> INPUT FOR THIS TASK:
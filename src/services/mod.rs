/// Email/password identity and session tokens.
pub mod auth_service;
/// One-shot catalog search and game details.
pub mod catalog_service;
/// OpenAPI documentation generation.
pub mod documentation;
/// Health check service.
pub mod health_service;
/// Ranking of catalog candidates against a query.
pub mod match_resolver;
/// Membership rules of a game session.
pub mod roles;
/// Sequenced search widgets.
pub mod search_service;
/// Game session lifecycle and participants.
pub mod session_service;
/// Server-Sent Events message generation.
pub mod sse_events;
/// Server-Sent Events subscription service.
pub mod sse_service;
/// Storage connection supervisor driving degraded mode.
pub mod storage_supervisor;
/// Profiles and friends lists.
pub mod user_service;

> YOUR INSTRUCTIONS:
Where the listing above reaches the line that contains "against a query.", start retyping, and finish with the line that contains "pub mod sse_events;"; reproduce those lines exactly and no others.

> RESPONSE FOR THIS EXERCISE:
/// Ranking of catalog candidates against a query.
pub mod match_resolver;
/// Membership rules of a game session.
pub mod roles;
/// Sequenced search widgets.
pub mod search_service;
/// Game session lifecycle and participants.
pub mod session_service;
/// Server-Sent Events message generation.
pub mod sse_events;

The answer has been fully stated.